Other confounding factors might also be present. We noticed higher body mass index (BMI) (21.12 ± 5.73) in asthmatic children without TCC exercise (Table 1). 44.4% of them reached overweight status according to their age reference (normal value is 15.4–20.3 in Taiwan). It is difficult to determine whether participation in TCC exercise was influenced by being overweight, by the reluctance to exercise, or by fear of exercise-induced bronchospasm. Many studies have revealed the impact of obesity on asthma patients and recommended a weight control program for obese asthmatics [38–40]. Following exercise, BMI and lipid profiles improved in overweight children, and those with asthma have also benefited from exercise [41]. The impact of TCC exercise on obese or overweight children needs further investigation.
5. Conclusions
In conclusion, our study provides pilot evidence that choosing TCC as an alternative form of exercise is beneficial for asthmatic children. The results indicated that 12 weeks of Tai-Chi-Chuan could improve the pulmonary function, decrease airway inflammation, and improve quality of life in children with mild asthma. It also improved pulmonary function and decreased FeNO level in nonasthmatic children. Further studies are needed to evaluate the effect of TCC on children with moderate-to-severe asthma.
Acknowledgments
The authors are grateful to Mr. Chia-Hung Sun for his voluntary efforts in teaching TCC and Mr. Ming Wei Ong for his assistance in preparing the manuscript.
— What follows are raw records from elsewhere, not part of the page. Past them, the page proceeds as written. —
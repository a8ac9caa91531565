//! Main ledger orchestration layer
//!
//! This module ties together the chain, sealing, queries and persistence
//! into the engine consumed by sensors and the API layer.
//!
//! # Example
//!
//! ```no_run
//! use threat_ledger::{Config, Ledger};
//! use serde_json::json;
//!
//! fn main() -> threat_ledger::Result<()> {
//!     let ledger = Ledger::open(Config::default())?;
//!
//!     let id = ledger.ingest(json!({
//!         "source_identifier": "203.0.113.7",
//!         "target_port": 22,
//!         "attack_type": "ssh_bruteforce",
//!         "severity": "high",
//!     }))?;
//!     println!("recorded {id}");
//!
//!     ledger.shutdown()
//! }
//! ```
//!
//! # Concurrency
//!
//! Chain and pool sit behind one `RwLock`. A seal snapshots the pool under
//! the read side, searches for a nonce without holding the state lock, then
//! appends the block and drains exactly the snapshot under the write side.
//! Seals are serialized by a separate mutex; records ingested while a seal
//! is running stay pending for the next one.

use crate::{
    chain::{Chain, ChainViolation},
    config::RecoveryMode,
    metrics::Metrics,
    query::{self, Located, SearchHit, Statistics},
    sealing::{self, SealBudget},
    storage::ArtifactStore,
    types::{now_timestamp, AttackRecord, Block, LedgerSnapshot, Transaction},
    Config, Error, Result,
};
use parking_lot::{Mutex, RwLock};
use serde_json::{Map, Value};

struct LedgerState {
    chain: Chain,
    pending: Vec<Transaction>,
}

/// Main ledger interface
pub struct Ledger {
    /// Chain and pending pool
    state: RwLock<LedgerState>,

    /// Serializes seals (single writer)
    seal_lock: Mutex<()>,

    /// Artifact store (None when persistence is disabled)
    store: Option<ArtifactStore>,

    /// Metrics
    metrics: Metrics,

    /// Configuration
    config: Config,
}

impl std::fmt::Debug for Ledger {
    fn fmt(&self, f: &mut std::fmt::Formatter<'_>) -> std::fmt::Result {
        let state = self.state.read();
        f.debug_struct("Ledger")
            .field("blocks", &state.chain.len())
            .field("pending", &state.pending.len())
            .field("store", &self.store)
            .finish()
    }
}

impl Ledger {
    /// Open ledger with configuration
    ///
    /// Builds genesis first, then loads the artifact if one exists. A
    /// malformed artifact falls back to the genesis-only chain unless
    /// `storage.recovery` is `strict`.
    pub fn open(config: Config) -> Result<Self> {
        config.validate()?;

        let metrics =
            Metrics::new().map_err(|e| Error::Config(format!("metrics registry: {}", e)))?;
        let chain = Chain::new(config.sealing.difficulty)?;
        let store = config
            .storage
            .enabled
            .then(|| ArtifactStore::new(config.storage.path.clone()));

        let mut state = LedgerState {
            chain,
            pending: Vec::new(),
        };

        if let Some(store) = &store {
            match Self::restore(store) {
                Ok(Some(restored)) => {
                    tracing::info!(
                        path = %store.path().display(),
                        blocks = restored.chain.len(),
                        pending = restored.pending.len(),
                        "Ledger restored from artifact"
                    );
                    state = restored;
                }
                Ok(None) => {
                    tracing::info!(
                        path = %store.path().display(),
                        "No ledger artifact, starting from genesis"
                    );
                }
                Err(e) => match config.storage.recovery {
                    RecoveryMode::Genesis => {
                        tracing::error!(
                            path = %store.path().display(),
                            error = %e,
                            "Failed to load ledger artifact, starting from genesis"
                        );
                    }
                    RecoveryMode::Strict => return Err(e),
                },
            }
        }

        metrics.pending_transactions.set(state.pending.len() as i64);

        Ok(Self {
            state: RwLock::new(state),
            seal_lock: Mutex::new(()),
            store,
            metrics,
            config,
        })
    }

    fn restore(store: &ArtifactStore) -> Result<Option<LedgerState>> {
        let snapshot = match store.load() {
            Ok(Some(snapshot)) => snapshot,
            Ok(None) => return Ok(None),
            Err(Error::Storage(msg)) => return Err(Error::Corrupted(msg)),
            Err(e) => return Err(e),
        };
        Ok(Some(LedgerState {
            chain: Chain::from_blocks(snapshot.chain)?,
            pending: snapshot.pending_transactions,
        }))
    }

    /// Ingest a raw sensor record
    ///
    /// Returns the assigned transaction id. When the pool reaches
    /// `sealing.seal_trigger` the pool is sealed before returning; a seal
    /// that fails or runs out of budget is logged and the records stay
    /// pending.
    pub fn ingest(&self, record: Value) -> Result<String> {
        let record = match record {
            Value::Object(map) => map,
            other => {
                return Err(Error::InvalidEvent(format!(
                    "record must be a JSON object, got {}",
                    other
                )))
            }
        };
        self.ingest_record(record)
    }

    /// Ingest an already-split attribute mapping
    pub fn ingest_record(&self, record: Map<String, Value>) -> Result<String> {
        let tx = Transaction::attack(record)?;
        let id = tx.transaction_id().unwrap_or_default().to_string();

        let pending = {
            let mut state = self.state.write();
            state.pending.push(tx);
            state.pending.len()
        };
        self.metrics.record_ingest(pending);
        tracing::debug!(transaction_id = %id, pending, "Transaction ingested");

        if pending >= self.config.sealing.seal_trigger {
            if let Err(e) = self.seal_pending() {
                tracing::warn!(error = %e, pending, "Automatic seal failed, records stay pending");
            }
        }

        Ok(id)
    }

    /// Seal the pending pool into a new block
    ///
    /// Uses the configured seal timeout. Returns `Ok(None)` when the pool is
    /// empty.
    pub fn seal_pending(&self) -> Result<Option<Block>> {
        self.seal_pending_with(&SealBudget::from_timeout(self.config.sealing.seal_timeout()))
    }

    /// Seal the pending pool within `budget`
    ///
    /// On [`Error::SealAborted`] neither the chain nor the pool changes.
    pub fn seal_pending_with(&self, budget: &SealBudget) -> Result<Option<Block>> {
        let _writer = self.seal_lock.lock();

        let (mut block, taken) = {
            let state = self.state.read();
            if state.pending.is_empty() {
                tracing::info!("No pending transactions to seal");
                return Ok(None);
            }
            let mut transactions = state.pending.clone();
            let taken = transactions.len();
            transactions.push(Transaction::reward(
                self.config.sealing.reward_payee.clone(),
                self.config.sealing.reward_amount,
            ));
            (state.chain.next_candidate(transactions, now_timestamp()), taken)
        };

        let outcome = match sealing::seal(&mut block, self.config.sealing.difficulty, budget) {
            Ok(outcome) => outcome,
            Err(e) => {
                if matches!(e, Error::SealAborted { .. }) {
                    self.metrics.record_seal_aborted();
                }
                return Err(e);
            }
        };

        let pending = {
            let mut state = self.state.write();
            state.chain.append(block.clone())?;
            state.pending.drain(..taken);
            state.pending.len()
        };

        self.metrics
            .record_seal(outcome.attempts, outcome.elapsed.as_secs_f64(), pending);
        tracing::info!(
            index = block.index,
            transactions = block.transactions.len(),
            nonce = block.nonce,
            digest = %block.digest,
            attempts = outcome.attempts,
            elapsed_ms = outcome.elapsed.as_millis() as u64,
            "Block sealed"
        );

        self.persist();
        Ok(Some(block))
    }

    // Persistence

    /// Write the artifact; failures are logged and swallowed
    fn persist(&self) {
        if let Err(e) = self.save() {
            self.metrics.record_persist_failure();
            tracing::error!(error = %e, "Failed to persist ledger, in-memory chain stays authoritative");
        }
    }

    /// Write the artifact now (no-op when persistence is disabled)
    pub fn save(&self) -> Result<()> {
        match &self.store {
            Some(store) => store.save(&self.export()),
            None => Ok(()),
        }
    }

    /// Chain plus pending pool, in artifact layout
    pub fn export(&self) -> LedgerSnapshot {
        let state = self.state.read();
        LedgerSnapshot {
            chain: state.chain.blocks().to_vec(),
            pending_transactions: state.pending.clone(),
        }
    }

    /// Wait for any in-flight seal, then flush the artifact
    pub fn shutdown(&self) -> Result<()> {
        let _writer = self.seal_lock.lock();
        self.save()?;
        tracing::info!("Ledger flushed");
        Ok(())
    }

    // Validation

    /// Chain digests and links are intact
    pub fn validate(&self) -> bool {
        self.state.read().chain.validate()
    }

    /// First chain violation, if any
    pub fn validate_detailed(&self) -> std::result::Result<(), ChainViolation> {
        self.state.read().chain.validate_detailed()
    }

    // Queries

    /// Aggregates over sealed event transactions
    pub fn statistics(&self) -> Statistics {
        let state = self.state.read();
        Statistics::collect(
            state.chain.blocks(),
            state.pending.len(),
            state.chain.validate(),
            self.config.sealing.difficulty,
        )
    }

    /// Last `n` blocks in chain order
    pub fn recent_blocks(&self, n: usize) -> Vec<Block> {
        self.state.read().chain.recent(n).to_vec()
    }

    /// Sealed event records from `source`
    pub fn by_source(&self, source: &str) -> Vec<AttackRecord> {
        query::by_source(self.state.read().chain.blocks(), source)
    }

    /// Sealed transactions matching every criterion
    pub fn search(&self, criteria: &Map<String, Value>) -> Result<Vec<SearchHit>> {
        query::search(self.state.read().chain.blocks(), criteria)
    }

    /// Event transaction by id, sealed or pending
    pub fn find_transaction(&self, transaction_id: &str) -> Option<Located> {
        let state = self.state.read();
        query::find_transaction(state.chain.blocks(), &state.pending, transaction_id)
    }

    /// Block at `index`
    pub fn block(&self, index: u64) -> Result<Block> {
        self.state
            .read()
            .chain
            .get(index)
            .cloned()
            .ok_or(Error::BlockNotFound(index))
    }

    /// Most recent block
    pub fn latest_block(&self) -> Block {
        self.state.read().chain.tip().clone()
    }

    /// Number of blocks (genesis included)
    pub fn len(&self) -> usize {
        self.state.read().chain.len()
    }

    /// Always false: genesis is always present
    pub fn is_empty(&self) -> bool {
        false
    }

    /// Pending pool contents
    pub fn pending(&self) -> Vec<Transaction> {
        self.state.read().pending.clone()
    }

    /// Pending pool size
    pub fn pending_len(&self) -> usize {
        self.state.read().pending.len()
    }

    /// Metrics collector
    pub fn metrics(&self) -> &Metrics {
        &self.metrics
    }

    /// Configuration
    pub fn config(&self) -> &Config {
        &self.config
    }
}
The study was sponsored in part by the Institute of East West Medicine (NSC 102-2627-E-002 -006), the NTU grant: Aim For Top University Program (102R‐7620), and the Research Grants from the National Taiwan University Hospital (NTUH 102-002222).
Disclosure
An earlier version of this work was presented as a poster at the 2013 Asia Pacific Congress of Allergy, Asthma and Clinical Immunology.
Conflicts of Interest
The authors declare that there are no conflicts of interest regarding the publication of this manuscript.